What is being asked: What lines in the following entries hold the word "path"? Copy each one.

(Stored data entries)
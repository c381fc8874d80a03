//! Image preprocessing for model inference.
//!
//! Uploaded bytes are decoded once into a 224x224 RGB image. From that image
//! the pipeline derives one tensor per pixel scale it needs: the relevance
//! detector always sees 0-1 values, classifiers see whatever scale their
//! family was trained on.

use crate::error::{PipelineError, Result};
use image::imageops::{self, FilterType};
use image::RgbImage;
use ndarray::Array4;
use serde::{Deserialize, Serialize};
use std::path::Path;

/// Side length of the square model input.
pub const IMAGE_SIZE: u32 = 224;
/// Color channels of the model input.
pub const CHANNELS: usize = 3;
/// NHWC model input shape with a batch of one.
pub const INPUT_SHAPE: [usize; 4] = [1, IMAGE_SIZE as usize, IMAGE_SIZE as usize, CHANNELS];
/// Upload extensions the service accepts.
pub const SUPPORTED_EXTENSIONS: [&str; 3] = ["png", "jpg", "jpeg"];

/// Number of scalar elements in one model input.
pub const fn input_len() -> usize {
    INPUT_SHAPE[0] * INPUT_SHAPE[1] * INPUT_SHAPE[2] * INPUT_SHAPE[3]
}

/// Pixel value range fed to a model
#[derive(Debug, Clone, Copy, PartialEq, Eq, Default, Serialize, Deserialize)]
#[serde(rename_all = "lowercase")]
pub enum PixelScale {
    /// Raw intensities, 0.0 - 255.0
    #[default]
    Raw,
    /// Intensities divided by 255, 0.0 - 1.0
    Unit,
}

impl PixelScale {
    fn divisor(self) -> f32 {
        match self {
            PixelScale::Raw => 1.0,
            PixelScale::Unit => 255.0,
        }
    }
}

/// Check whether a file name carries an accepted upload extension.
pub fn is_supported_image<P: AsRef<Path>>(path: P) -> bool {
    path.as_ref()
        .extension()
        .and_then(|ext| ext.to_str())
        .map(|ext| {
            SUPPORTED_EXTENSIONS
                .iter()
                .any(|supported| ext.eq_ignore_ascii_case(supported))
        })
        .unwrap_or(false)
}

/// Fixed-shape `[1, 224, 224, 3]` float tensor handed to models.
#[derive(Debug, Clone, PartialEq)]
pub struct ImageTensor {
    data: Array4<f32>,
}

impl ImageTensor {
    /// Build a tensor from NHWC-ordered values.
    pub fn from_vec(values: Vec<f32>) -> Result<Self> {
        let actual = vec![values.len()];
        let data = Array4::from_shape_vec(INPUT_SHAPE, values).map_err(|_| PipelineError::Shape {
            expected: INPUT_SHAPE.to_vec(),
            actual,
        })?;
        Ok(Self { data })
    }

    /// Convert a 224x224 RGB image at the given pixel scale.
    pub fn from_rgb(image: &RgbImage, scale: PixelScale) -> Result<Self> {
        let (width, height) = image.dimensions();
        if width != IMAGE_SIZE || height != IMAGE_SIZE {
            return Err(PipelineError::Shape {
                expected: INPUT_SHAPE.to_vec(),
                actual: vec![1, height as usize, width as usize, CHANNELS],
            });
        }

        let divisor = scale.divisor();
        let data = Array4::from_shape_fn(INPUT_SHAPE, |(_, y, x, c)| {
            image.get_pixel(x as u32, y as u32)[c] as f32 / divisor
        });
        Ok(Self { data })
    }

    pub fn shape(&self) -> &[usize] {
        self.data.shape()
    }

    pub fn len(&self) -> usize {
        self.data.len()
    }

    pub fn is_empty(&self) -> bool {
        self.data.is_empty()
    }

    /// Values in NHWC order.
    pub fn values(&self) -> impl Iterator<Item = f32> + '_ {
        self.data.iter().copied()
    }

    pub fn to_array(&self) -> Array4<f32> {
        self.data.clone()
    }

    /// Mean of squared elementwise differences against a flat output of the
    /// same element count.
    pub fn mean_squared_error(&self, other: &[f32]) -> Result<f64> {
        if other.len() != self.len() {
            return Err(PipelineError::Shape {
                expected: INPUT_SHAPE.to_vec(),
                actual: vec![other.len()],
            });
        }

        let sum: f64 = self
            .data
            .iter()
            .zip(other)
            .map(|(&a, &b)| {
                let diff = a as f64 - b as f64;
                diff * diff
            })
            .sum();
        Ok(sum / self.len() as f64)
    }
}

/// Decoded, resized upload ready to be turned into tensors
#[derive(Debug, Clone)]
pub struct PreparedImage {
    rgb: RgbImage,
    original_dimensions: (u32, u32),
}

impl PreparedImage {
    /// Tensor at the requested pixel scale.
    pub fn tensor(&self, scale: PixelScale) -> Result<ImageTensor> {
        ImageTensor::from_rgb(&self.rgb, scale)
    }

    /// Width and height of the upload before resizing.
    pub fn original_dimensions(&self) -> (u32, u32) {
        self.original_dimensions
    }
}

/// Decodes uploads and resizes them to the model input size.
#[derive(Debug, Clone)]
pub struct ImagePreprocessor {
    size: u32,
    filter: FilterType,
}

impl ImagePreprocessor {
    pub fn new() -> Self {
        Self {
            size: IMAGE_SIZE,
            // Bicubic, same family as the resampling the models were trained with
            filter: FilterType::CatmullRom,
        }
    }

    /// Decode PNG/JPEG bytes, force three channels, resize to 224x224.
    pub fn prepare(&self, bytes: &[u8]) -> Result<PreparedImage> {
        let decoded = image::load_from_memory(bytes)?;
        let original_dimensions = (decoded.width(), decoded.height());

        let rgb = decoded.to_rgb8();
        let rgb = if rgb.dimensions() == (self.size, self.size) {
            rgb
        } else {
            imageops::resize(&rgb, self.size, self.size, self.filter)
        };

        Ok(PreparedImage {
            rgb,
            original_dimensions,
        })
    }
}

impl Default for ImagePreprocessor {
    fn default() -> Self {
        Self::new()
    }
}

#[cfg(test)]
mod tests {
    use super::*;
    use crate::models::testing::png_bytes;

    #[test]
    fn test_prepare_resizes_to_input_shape() {
        let preprocessor = ImagePreprocessor::new();
        let prepared = preprocessor.prepare(&png_bytes(50, 30, [10, 20, 30])).unwrap();

        assert_eq!(prepared.original_dimensions(), (50, 30));
        let tensor = prepared.tensor(PixelScale::Unit).unwrap();
        assert_eq!(tensor.shape(), &INPUT_SHAPE);
        assert_eq!(tensor.len(), input_len());
    }

    #[test]
    fn test_pixel_scales() {
        let preprocessor = ImagePreprocessor::new();
        let prepared = preprocessor
            .prepare(&png_bytes(IMAGE_SIZE, IMAGE_SIZE, [255, 255, 255]))
            .unwrap();

        let raw = prepared.tensor(PixelScale::Raw).unwrap();
        let unit = prepared.tensor(PixelScale::Unit).unwrap();
        assert!(raw.values().all(|v| v == 255.0));
        assert!(unit.values().all(|v| v == 1.0));
    }

    #[test]
    fn test_channel_order_is_rgb() {
        let preprocessor = ImagePreprocessor::new();
        let prepared = preprocessor
            .prepare(&png_bytes(IMAGE_SIZE, IMAGE_SIZE, [255, 0, 51]))
            .unwrap();

        let values: Vec<f32> = prepared.tensor(PixelScale::Raw).unwrap().values().take(3).collect();
        assert_eq!(values, vec![255.0, 0.0, 51.0]);
    }

    #[test]
    fn test_undecodable_bytes() {
        let err = ImagePreprocessor::new().prepare(b"definitely not a jpeg").unwrap_err();
        assert!(matches!(err, PipelineError::Decode(_)));
    }

    #[test]
    fn test_tensor_shape_is_checked() {
        let err = ImageTensor::from_vec(vec![0.0; 10]).unwrap_err();
        assert!(matches!(err, PipelineError::Shape { .. }));

        let small = RgbImage::new(32, 32);
        let err = ImageTensor::from_rgb(&small, PixelScale::Raw).unwrap_err();
        assert!(matches!(err, PipelineError::Shape { actual, .. } if actual == vec![1, 32, 32, 3]));
    }

    #[test]
    fn test_mean_squared_error() {
        let tensor = ImageTensor::from_vec(vec![1.0; input_len()]).unwrap();
        assert_eq!(tensor.mean_squared_error(&vec![1.0; input_len()]).unwrap(), 0.0);
        assert_eq!(tensor.mean_squared_error(&vec![0.5; input_len()]).unwrap(), 0.25);
        assert!(tensor.mean_squared_error(&[1.0, 1.0]).is_err());
    }

    #[test]
    fn test_supported_extensions() {
        assert!(is_supported_image("cow.JPG"));
        assert!(is_supported_image("dir/cow.png"));
        assert!(!is_supported_image("cow.gif"));
        assert!(!is_supported_image("README"));
    }
}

Reply:
use std::path::Path;
pub fn is_supported_image<P: AsRef<Path>>(path: P) -> bool {
    path.as_ref()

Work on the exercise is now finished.